Irreversible hemorrhagic shock: treatment and cardiac pathophysiology.

Anesthetized dogs were subjected to hypotension at 35 mm Hg mean arterial pressure for 3 hours according to Wiggers' modified technique. One group of dogs received IV fructose-1,6-diphosphate (FDP) while the other group received equimolar glucose throughout the oligemic period. At 3 hours of hypotension, five glucose-treated and six dogs that received FDP were sacrificed for determination of myocardial ATP, creatine phosphate, and lactic acid tissue content. The remaining 14 dogs (six glucose-treated and eight FDP-treated) were retransfused with the shed blood and allowed to recover. The mean arterial pressure measured at 1 1/2 hours posttransfusion in the FDP-treated group returned to control values while the glucose controls remained 34 mm Hg below control.

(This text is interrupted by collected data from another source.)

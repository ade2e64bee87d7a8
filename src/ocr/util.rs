use geo::{
    point, Area, BoundingRect, Contains, Coord, EuclideanLength, HasDimensions, LineString,
    MinimumRotatedRect, Polygon, Translate,
};
use geo_clipper::{Clipper, EndType, JoinType};
use image::{DynamicImage, GrayImage};
use imageproc::point::Point;
use ndarray::{s, Array3, ArrayView2, Axis};
use tracing::instrument;

use crate::geometry::{distance, warp_quad};

/// CHW tensor of `(pixel - mean) * norm` over the RGB channels in `[0, 1]`.
#[instrument(level = "trace", skip(image))]
pub(crate) fn normalize_chw(image: &DynamicImage, mean: &[f32; 3], norm: &[f32; 3]) -> Array3<f32> {
    let image = image.to_rgb32f();
    Array3::<f32>::from_shape_fn(
        (3, image.height() as usize, image.width() as usize),
        |(ch, y, x)| (image.get_pixel(x as u32, y as u32)[ch] - mean[ch]) * norm[ch],
    )
}

pub(crate) fn to_luma_image(data: ArrayView2<f32>) -> Option<GrayImage> {
    let height = data.len_of(Axis(0));
    let width = data.len_of(Axis(1));
    let pixels = data.iter().map(|p| (p * 255.0) as u8).collect::<Vec<u8>>();
    GrayImage::from_raw(width as u32, height as u32, pixels)
}

pub(crate) fn to_geo_poly(points: &[Point<i32>]) -> Polygon<f32> {
    let points = points
        .iter()
        .map(|point| Coord {
            x: point.x as f32,
            y: point.y as f32,
        })
        .collect::<Vec<_>>();
    Polygon::new(LineString::new(points), vec![])
}

pub(crate) fn max_side(rect: &Polygon<f32>) -> f32 {
    rect.exterior()
        .lines()
        .map(|it| it.euclidean_length())
        .fold(0.0, f32::max)
        .floor()
}

/// Mean probability inside `rect`, clipped to the map.
pub(crate) fn box_score_fast(rect: &Polygon<f32>, pred: ArrayView2<f32>) -> f32 {
    let Some(bounds) = rect.bounding_rect() else {
        return 0.0;
    };
    let (rows, cols) = pred.dim();
    let x0 = (bounds.min().x.floor().max(0.0) as usize).min(cols);
    let y0 = (bounds.min().y.floor().max(0.0) as usize).min(rows);
    let x1 = (bounds.max().x.ceil().max(0.0) as usize + 1).min(cols);
    let y1 = (bounds.max().y.ceil().max(0.0) as usize + 1).min(rows);
    if x0 >= x1 || y0 >= y1 {
        return 0.0;
    }

    let local = rect.translate(-(x0 as f32), -(y0 as f32));
    let (sum, count) = pred
        .slice(s![y0..y1, x0..x1])
        .indexed_iter()
        .filter(|((y, x), _)| local.contains(&point![x: *x as f32, y: *y as f32]))
        .fold((0.0, 0usize), |(sum, count), (_, value)| (sum + value, count + 1));

    if count == 0 {
        0.0
    } else {
        sum / count as f32
    }
}

/// Grows `rect` outward by `area * ratio / perimeter` and returns the minimal
/// rectangle around the result.
pub(crate) fn unclip(rect: &Polygon<f32>, unclip_ratio: f32) -> Option<Polygon<f32>> {
    let perimeter = rect.exterior().euclidean_length();
    if perimeter <= 0.0 {
        return None;
    }
    let distance = rect.unsigned_area() * unclip_ratio / perimeter;
    let grown = rect.offset(distance, JoinType::Round(0.25), EndType::ClosedPolygon, 1.0);

    if grown.is_empty() {
        None
    } else {
        grown.minimum_rotated_rect()
    }
}

#[derive(Debug, Clone, Copy)]
pub struct Scale {
    pub factor_x: f32,
    pub factor_y: f32,
    pub target_width: u32,
    pub target_height: u32,
}

/// Input size for the detector: longest side capped at `max_side`, both
/// sides floored to a multiple of 32 (minimum 32).
pub fn scale_normalized(width: u32, height: u32, max_side: u32) -> Scale {
    let ratio = if width.max(height) > max_side {
        max_side as f32 / width.max(height) as f32
    } else {
        1.0
    };
    let snap = |side: u32| ((side as f32 * ratio) as u32 / 32 * 32).max(32);
    let (target_width, target_height) = (snap(width), snap(height));

    let scale = Scale {
        target_width,
        target_height,
        factor_x: width as f32 / target_width as f32,
        factor_y: height as f32 / target_height as f32,
    };
    log::debug!("Detector input resized from {width}x{height}: {scale:?}");
    scale
}

/// Perspective crop of one text box. Crops much taller than wide are turned
/// to read left to right.
pub(crate) fn crop_text(image: &DynamicImage, quad: &[Coord<f32>; 4]) -> Option<DynamicImage> {
    let width = distance(quad[0], quad[1]).max(distance(quad[2], quad[3])) as u32;
    let height = distance(quad[0], quad[3]).max(distance(quad[1], quad[2])) as u32;
    let crop = match warp_quad(image, quad, width, height) {
        Ok(crop) => crop,
        Err(err) => {
            log::trace!("Skipping text box {quad:?}: {err}");
            return None;
        }
    };
    if crop.height() as f32 / crop.width() as f32 >= 1.5 {
        Some(crop.rotate270())
    } else {
        Some(crop)
    }
}

#[cfg(test)]
mod tests {
    use ndarray::Array2;

    use super::*;

    #[test]
    fn detector_input_is_multiple_of_32() {
        let scale = scale_normalized(1000, 630, 960);
        assert_eq!(scale.target_width, 960);
        assert_eq!(scale.target_height, 576);
        assert!(scale.factor_x > 1.0);

        let small = scale_normalized(20, 10, 960);
        assert_eq!((small.target_width, small.target_height), (32, 32));
    }

    #[test]
    fn box_score_averages_inside_and_clips_to_map() {
        let mut pred = Array2::<f32>::zeros((20, 20));
        pred.slice_mut(s![5..10, 5..15]).fill(1.0);
        let inside = Polygon::new(
            LineString::from(vec![(6.0, 6.0), (13.0, 6.0), (13.0, 8.0), (6.0, 8.0)]),
            vec![],
        );
        assert!((box_score_fast(&inside, pred.view()) - 1.0).abs() < 1e-6);

        let outside = Polygon::new(
            LineString::from(vec![(15.0, 15.0), (40.0, 15.0), (40.0, 40.0), (15.0, 40.0)]),
            vec![],
        );
        assert_eq!(box_score_fast(&outside, pred.view()), 0.0);
    }

    #[test]
    fn unclip_grows_box() {
        let rect = Polygon::new(
            LineString::from(vec![(10.0, 10.0), (50.0, 10.0), (50.0, 20.0), (10.0, 20.0)]),
            vec![],
        );
        let grown = unclip(&rect, 1.6).expect("grown");
        assert!(grown.unsigned_area() > rect.unsigned_area());
    }
}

All controls had EKG ischemic changes, whereas no such changes were observed in the FDP-treated group. Endocardial ATP and creatine phosphate content in the controls were depleted to the same degree as found in acute myocardial ischemia, whereas in the FDP-treated dogs they were nearly normal range. All six retransfused dogs treated with glucose died, whereas all eight dogs that received FDP survived and had normal bowel and renal function and no apparent neurological deficit. These data indicate that FDP appears to be a potential therapeutic agent in the treatment of irreversible hemorrhagic shock by intervening in the Embden-Meyerhof pathway both as a metabolic regulator and high energy substrate.